ABA Foundation Releases Inaugural Survey Detailing Bank Efforts to Serve and Protect Seniors

​WASHINGTON —In recognition of Family Caregivers Month, the ABA Foundation released its inaugural Older Americans Benchmarking Report, an unprecedented survey detailing how banks across the country are working with seniors and their financial caregivers to address the growing threat of elder financial fraud.

​To produce the report, the ABA Foundation surveyed 103 banks of all sizes with assets ranging from less than $500 million to more than $10 billion – a sampling intended to provide a cross section of the industry. The survey is the most comprehensive industry assessment of seniors and banking to date.

​According to the report, Americans age 50 or older account for 70 percent of all bank deposit balances today, even though they only represent one-third of the population. Their savings, coupled with potentially declining faculties related to aging, make them prime targets for exploitation. According to the CFPB, one in five seniors report that they have been victims of some form of financial fraud. To combat this, banks are adopting a range of creative approaches to protect their customers, while working to establish key partnerships with financial caregivers who often hold responsibility for a seniors’ financial decisions.

​“Preventing and stopping this wave of crime against the elderly takes a full community effort with family, caregivers, law enforcement, protective services and banks working together,” said Corey Carlisle, executive director of the ABA Foundation. “This first-of-its-kind survey highlights banks’ growing commitment to combatting elder financial exploitation.”

​The report reveals some of the significant steps banks are taking to protect their older customers including:

  • Seventy-one percent of all respondent banks require additional, specialized training for frontline staff to help spot elder financial abuse. Older customers are far more likely to visit a branch regularly than to use online banking, making it critical that frontline staff know to look out for behavioral changes and other red flags associated with financial fraud.
  • About two-thirds of larger banks (64 percent) are using automated tools to better monitor account activity for older customers, the survey found. These automated tools are a supplement to the standard suspicious activity monitoring banks do for all accounts.
  • When elder financial abuse is suspected, most respondent banks personally engage a trusted financial caregiver. In fact, 77 percent of surveyed banks call to notify the financial caregiver, while 55 percent schedule an in-person meeting.
  • Nearly half of the banks surveyed (47 percent) host community outreach and education events for older customers. With these bank-hosted seminars and training events, senior customers learn how to identify and avoid scams, protect their assets from fraud and identity theft, and select a trusted financial caregiver.

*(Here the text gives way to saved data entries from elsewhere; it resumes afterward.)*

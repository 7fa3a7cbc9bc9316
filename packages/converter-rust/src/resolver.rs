//! Converter resolution over the source type's lattice.
//!
//! Precedence, for a requested `(target, source)`:
//!
//! 1. the exact `(target, source)` entry;
//! 2. `(target, interface)` for each interface `source` directly
//!    implements, in declaration order;
//! 3. steps 1-3 again for the superclass, unless it is `object`;
//! 4. on the originally requested source only (never a superclass):
//!    the earliest-registered entry whose target is `target` or a subtype
//!    of it and whose source is a non-`object` supertype of `source`,
//!    then the `(target, object)` entry.

use conduit_core::{ConverterRef, TypeDescriptor, TypeKey};

use crate::table::ConversionTable;

/// Read-only lookup over a [`ConversionTable`]. Never mutates the table.
pub struct Resolver<'a> {
    table: &'a ConversionTable,
}

impl<'a> Resolver<'a> {
    #[must_use]
    pub fn new(table: &'a ConversionTable) -> Self {
        Self { table }
    }

    #[must_use]
    pub fn resolve(
        &self,
        target: &TypeDescriptor,
        source: Option<&TypeDescriptor>,
    ) -> Option<ConverterRef> {
        self.find(target, source, false)
    }

    fn find(
        &self,
        target: &TypeDescriptor,
        source: Option<&TypeDescriptor>,
        is_super: bool,
    ) -> Option<ConverterRef> {
        if let Some(source) = source {
            if let Some(found) = self.table.get(target, source) {
                return Some(found);
            }
            for iface in source.interfaces() {
                if let Some(found) = self.table.get(target, iface) {
                    return Some(found);
                }
            }
            if let Some(parent) = source.superclass().filter(|parent| !parent.is_object()) {
                if let Some(found) = self.find(target, Some(parent), true) {
                    return Some(found);
                }
            }
        }

        if is_super {
            return None;
        }
        let source = source.filter(|source| !source.is_object())?;

        let covariant = self.table.find_first(|key| {
            target.is_assignable_from(key.target())
                && key
                    .source()
                    .is_some_and(|from| !from.is_object() && from.is_assignable_from(source))
        });
        if covariant.is_some() {
            return covariant;
        }

        self.table.get_key(&TypeKey::any_source(target.clone()))
    }
}

#[cfg(test)]
mod tests {
    use std::sync::Arc;

    use conduit_core::{builtin, converter_fn, ConversionCall, Outcome};

    use super::*;

    fn resolve(
        table: &ConversionTable,
        target: &TypeDescriptor,
        source: &TypeDescriptor,
    ) -> Option<ConverterRef> {
        Resolver::new(table).resolve(target, Some(source))
    }

    fn conv(name: &str) -> ConverterRef {
        converter_fn(name, |_call: &ConversionCall<'_>| Ok(Outcome::Pass))
    }

    struct Lattice {
        auditable: TypeDescriptor,
        named: TypeDescriptor,
        base: TypeDescriptor,
        order: TypeDescriptor,
        rush_order: TypeDescriptor,
    }

    /// `RushOrder -> Order -> Entity -> object`; `Entity: Auditable`,
    /// `Order: Named`.
    fn lattice() -> Lattice {
        let auditable = TypeDescriptor::interface("Auditable").build();
        let named = TypeDescriptor::interface("Named").build();
        let base = TypeDescriptor::class("Entity").implements(&auditable).build();
        let order = TypeDescriptor::class("Order")
            .extends(&base)
            .implements(&named)
            .build();
        let rush_order = TypeDescriptor::class("RushOrder").extends(&order).build();
        Lattice {
            auditable,
            named,
            base,
            order,
            rush_order,
        }
    }

    fn put(table: &ConversionTable, target: &TypeDescriptor, source: &TypeDescriptor, c: &ConverterRef) {
        table.put(TypeKey::new(target.clone(), source.clone()), c.clone());
    }

    fn resolved(table: &ConversionTable, target: &TypeDescriptor, source: &TypeDescriptor) -> Option<String> {
        resolve(table, target, source).map(|c| c.name().to_string())
    }

    #[test]
    fn exact_match_beats_everything() {
        let l = lattice();
        let table = ConversionTable::new();
        let string = builtin::string();
        put(&table, &string, &builtin::object(), &conv("object"));
        put(&table, &string, &l.base, &conv("base"));
        put(&table, &string, &l.named, &conv("named"));
        put(&table, &string, &l.order, &conv("order"));

        assert_eq!(resolved(&table, &string, &l.order).as_deref(), Some("order"));
    }

    #[test]
    fn interfaces_beat_superclasses() {
        let l = lattice();
        let table = ConversionTable::new();
        let string = builtin::string();
        put(&table, &string, &l.base, &conv("base"));
        put(&table, &string, &l.named, &conv("named"));

        assert_eq!(resolved(&table, &string, &l.order).as_deref(), Some("named"));
    }

    #[test]
    fn superclass_chain_is_walked_with_its_interfaces() {
        let l = lattice();
        let table = ConversionTable::new();
        let string = builtin::string();
        put(&table, &string, &l.auditable, &conv("auditable"));

        // RushOrder -> Order (Named: no entry) -> Entity (Auditable: hit)
        assert_eq!(resolved(&table, &string, &l.rush_order).as_deref(), Some("auditable"));

        put(&table, &string, &l.base, &conv("base"));
        assert_eq!(resolved(&table, &string, &l.rush_order).as_deref(), Some("base"));
    }

    #[test]
    fn covariant_target_scan_precedes_object_source() {
        let l = lattice();
        let table = ConversionTable::new();
        put(&table, &builtin::number(), &builtin::object(), &conv("object"));
        put(&table, &builtin::integer(), &l.base, &conv("integer-from-base"));

        // number is not registered for Entity, but integer is a number.
        assert_eq!(
            resolved(&table, &builtin::number(), &l.order).as_deref(),
            Some("integer-from-base")
        );
    }

    #[test]
    fn covariant_scan_ignores_broader_targets() {
        let l = lattice();
        let table = ConversionTable::new();
        put(&table, &builtin::number(), &l.base, &conv("number-from-base"));
        put(&table, &builtin::integer(), &builtin::object(), &conv("object"));

        // A number converter does not necessarily produce an integer.
        assert_eq!(
            resolved(&table, &builtin::integer(), &l.order).as_deref(),
            Some("object")
        );
    }

    #[test]
    fn covariant_scan_picks_earliest_registration() {
        let l = lattice();
        let table = ConversionTable::new();
        let target = TypeDescriptor::interface("Text").build();
        let plain = TypeDescriptor::class("Plain").implements(&target).build();
        let rich = TypeDescriptor::class("Rich").implements(&target).build();
        put(&table, &plain, &l.auditable, &conv("plain"));
        put(&table, &rich, &l.base, &conv("rich"));

        for _ in 0..8 {
            assert_eq!(resolved(&table, &target, &l.order).as_deref(), Some("plain"));
        }
    }

    #[test]
    fn object_source_is_last_resort() {
        let l = lattice();
        let table = ConversionTable::new();
        let string = builtin::string();
        let any = conv("any");
        put(&table, &string, &builtin::object(), &any);

        let found = resolve(&table, &string, &l.rush_order).unwrap();
        assert!(Arc::ptr_eq(&found, &any));
        assert!(resolve(&table, &builtin::integer(), &l.rush_order).is_none());
    }

    #[test]
    fn object_and_absent_sources_skip_the_scan() {
        let l = lattice();
        let table = ConversionTable::new();
        let string = builtin::string();
        put(&table, &string, &l.base, &conv("base"));

        // object is not assignable to Entity, and the wildcard key is absent.
        assert!(resolve(&table, &string, &builtin::object()).is_none());
        assert!(Resolver::new(&table).resolve(&string, None).is_none());
    }

    #[test]
    fn scan_matches_supertypes_of_the_requested_source() {
        let l = lattice();
        let table = ConversionTable::new();
        // Only reachable through the scan from RushOrder itself.
        put(&table, &builtin::integer(), &l.order, &conv("order-to-integer"));

        assert_eq!(
            resolved(&table, &builtin::number(), &l.rush_order).as_deref(),
            Some("order-to-integer")
        );
        assert!(resolve(&table, &builtin::number(), &l.auditable).is_none());
    }
}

​The ABA Foundation, with the support of 44 State Bank Associations, launched Safe Banking for Seniors in 2015, which provides resources to help banks host community outreach events and educate their senior customers about how to protect their finances. To learn more about the program and find a participating bank, visit aba.com/Seniors.

​“We hope this unprecedented survey will help bankers, policymakers and other interested groups better understand how best to protect older customers,” Carlisle said. “The information we have collected will help us build on our success and tackle the difficult issues that remain for banks trying to serve this important yet vulnerable segment of the population.”

​To view the full Older Americans Benchmarking Report, visit aba.com/seniors

  

The American Bankers Association is the voice of the nation’s $17 trillion banking industry, which is composed of small, regional and large banks that together employ more than 2 million people, safeguard $13 trillion in deposits and extend more than $9 trillion in loans.